[Collected data]

<<<<

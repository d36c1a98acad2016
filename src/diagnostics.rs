//! Diagnostic records shared by every phase, and the aggregator that merges
//! them into the single ordered list a caller sees.

use crate::lexical_analysis::tokens::Position;
use std::collections::HashSet;
use std::fmt;
use thiserror::Error;

/// The phase that produced a diagnostic. Ordering matters: on a position
/// tie the earlier phase is reported first.
#[derive(Debug, Clone, Copy, PartialEq, Eq, PartialOrd, Ord, Hash)]
pub enum Phase {
    Lexical,
    Syntax,
    Semantic,
}

#[derive(Debug, Clone, Copy, PartialEq, Eq, Hash)]
pub enum Category {
    LexError,

    MissingSemicolon,
    MissingType,
    MissingIdentifier,
    MissingExpression,
    MissingOperand,
    MissingParen,
    MissingBrace,
    MissingCondition,
    UnexpectedToken,

    VariableRedefinition,
    FunctionRedefinition,
    UndefinedVariable,
    UndefinedFunction,
    BreakOutsideLoop,
    ArgumentCountMismatch,
    ReturnTypeMismatch,
}

impl Category {
    pub fn phase(&self) -> Phase {
        match self {
            Category::LexError => Phase::Lexical,
            Category::MissingSemicolon
            | Category::MissingType
            | Category::MissingIdentifier
            | Category::MissingExpression
            | Category::MissingOperand
            | Category::MissingParen
            | Category::MissingBrace
            | Category::MissingCondition
            | Category::UnexpectedToken => Phase::Syntax,
            Category::VariableRedefinition
            | Category::FunctionRedefinition
            | Category::UndefinedVariable
            | Category::UndefinedFunction
            | Category::BreakOutsideLoop
            | Category::ArgumentCountMismatch
            | Category::ReturnTypeMismatch => Phase::Semantic,
        }
    }

    pub fn as_str(&self) -> &'static str {
        match self {
            Category::LexError => "LexError",
            Category::MissingSemicolon => "MissingSemicolon",
            Category::MissingType => "MissingType",
            Category::MissingIdentifier => "MissingIdentifier",
            Category::MissingExpression => "MissingExpression",
            Category::MissingOperand => "MissingOperand",
            Category::MissingParen => "MissingParen",
            Category::MissingBrace => "MissingBrace",
            Category::MissingCondition => "MissingCondition",
            Category::UnexpectedToken => "UnexpectedToken",
            Category::VariableRedefinition => "VariableRedefinition",
            Category::FunctionRedefinition => "FunctionRedefinition",
            Category::UndefinedVariable => "UndefinedVariable",
            Category::UndefinedFunction => "UndefinedFunction",
            Category::BreakOutsideLoop => "BreakOutsideLoop",
            Category::ArgumentCountMismatch => "ArgumentCountMismatch",
            Category::ReturnTypeMismatch => "ReturnTypeMismatch",
        }
    }

    pub fn from_name(name: &str) -> Option<Self> {
        ALL_CATEGORIES.iter().copied().find(|c| c.as_str() == name)
    }
}

const ALL_CATEGORIES: [Category; 17] = [
    Category::LexError,
    Category::MissingSemicolon,
    Category::MissingType,
    Category::MissingIdentifier,
    Category::MissingExpression,
    Category::MissingOperand,
    Category::MissingParen,
    Category::MissingBrace,
    Category::MissingCondition,
    Category::UnexpectedToken,
    Category::VariableRedefinition,
    Category::FunctionRedefinition,
    Category::UndefinedVariable,
    Category::UndefinedFunction,
    Category::BreakOutsideLoop,
    Category::ArgumentCountMismatch,
    Category::ReturnTypeMismatch,
];

impl fmt::Display for Category {
    fn fmt(&self, f: &mut fmt::Formatter<'_>) -> fmt::Result {
        f.write_str(self.as_str())
    }
}

#[derive(Debug, Clone, Copy, PartialEq, Eq, Hash)]
pub enum Severity {
    Error,
}

impl fmt::Display for Severity {
    fn fmt(&self, f: &mut fmt::Formatter<'_>) -> fmt::Result {
        match self {
            Severity::Error => f.write_str("error"),
        }
    }
}

#[derive(Error, Debug, Clone, PartialEq, Eq)]
#[error("{line}:{column}: {severity}[{category}]: {message}")]
pub struct Diagnostic {
    pub category: Category,
    pub severity: Severity,
    pub line: usize,
    pub column: usize,
    pub message: String,
}

impl Diagnostic {
    pub fn new(category: Category, pos: Position, message: impl Into<String>) -> Self {
        Self {
            category,
            severity: Severity::Error,
            line: pos.line,
            column: pos.column,
            message: message.into(),
        }
    }

    pub fn position(&self) -> Position {
        Position::new(self.line, self.column)
    }
}

/// Merges the front end (lexer + parser) and semantic diagnostic lists.
///
/// The result is stably sorted by `(line, column)`, with lexical before
/// syntax before semantic on ties. Exact `(category, line, column)`
/// repeats are dropped; nothing else is.
pub fn aggregate(front_end: Vec<Diagnostic>, semantic: Vec<Diagnostic>) -> Vec<Diagnostic> {
    let mut merged = front_end;
    merged.extend(semantic);
    merged.sort_by_key(|d| (d.line, d.column, d.category.phase()));

    let mut seen = HashSet::new();
    merged.retain(|d| seen.insert((d.category, d.line, d.column)));
    merged
}

#[cfg(test)]
mod tests {
    use super::*;

    fn diag(category: Category, line: usize, column: usize) -> Diagnostic {
        Diagnostic::new(category, Position::new(line, column), "")
    }

    #[rstest::rstest]
    #[case(Category::LexError, Phase::Lexical)]
    #[case(Category::MissingBrace, Phase::Syntax)]
    #[case(Category::UnexpectedToken, Phase::Syntax)]
    #[case(Category::UndefinedFunction, Phase::Semantic)]
    #[case(Category::BreakOutsideLoop, Phase::Semantic)]
    #[case(Category::ArgumentCountMismatch, Phase::Semantic)]
    #[case(Category::ReturnTypeMismatch, Phase::Semantic)]
    fn test_category_phase(#[case] category: Category, #[case] expected: Phase) {
        assert_eq!(expected, category.phase());
    }

    #[test]
    fn test_category_names_round_trip() {
        for category in ALL_CATEGORIES {
            assert_eq!(Some(category), Category::from_name(category.as_str()));
        }
        assert_eq!(None, Category::from_name("NotACategory"));
    }

    #[test]
    fn test_aggregate_sorts_by_position() {
        let front = vec![diag(Category::MissingSemicolon, 9, 1), diag(Category::MissingType, 2, 4)];
        let semantic = vec![diag(Category::UndefinedVariable, 5, 3), diag(Category::UndefinedFunction, 2, 1)];

        let result = aggregate(front, semantic);
        let positions: Vec<_> = result.iter().map(|d| (d.line, d.column)).collect();
        assert_eq!(vec![(2, 1), (2, 4), (5, 3), (9, 1)], positions);
    }

    #[test]
    fn test_aggregate_breaks_ties_by_phase() {
        let front = vec![diag(Category::MissingOperand, 3, 7), diag(Category::LexError, 3, 7)];
        let semantic = vec![diag(Category::UndefinedVariable, 3, 7)];

        let categories: Vec<_> = aggregate(front, semantic).iter().map(|d| d.category).collect();
        assert_eq!(
            vec![Category::LexError, Category::MissingOperand, Category::UndefinedVariable],
            categories
        );
    }

    #[test]
    fn test_aggregate_drops_exact_repeats_only() {
        let front = vec![
            diag(Category::MissingBrace, 4, 2),
            diag(Category::MissingBrace, 4, 2),
            diag(Category::MissingSemicolon, 4, 2),
        ];
        let result = aggregate(front, vec![]);
        assert_eq!(2, result.len());
    }

    #[test]
    fn test_display() {
        let d = Diagnostic::new(Category::MissingSemicolon, Position::new(4, 10), "expected ';'");
        assert_eq!("4:10: error[MissingSemicolon]: expected ';'", d.to_string());
    }
}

>>>>

The expected output is every line of the records in which the string "Clone" appears.

#[derive(Debug, Clone, Copy, PartialEq, Eq, PartialOrd, Ord, Hash)]
#[derive(Debug, Clone, Copy, PartialEq, Eq, Hash)]
#[derive(Debug, Clone, Copy, PartialEq, Eq, Hash)]
#[derive(Error, Debug, Clone, PartialEq, Eq)]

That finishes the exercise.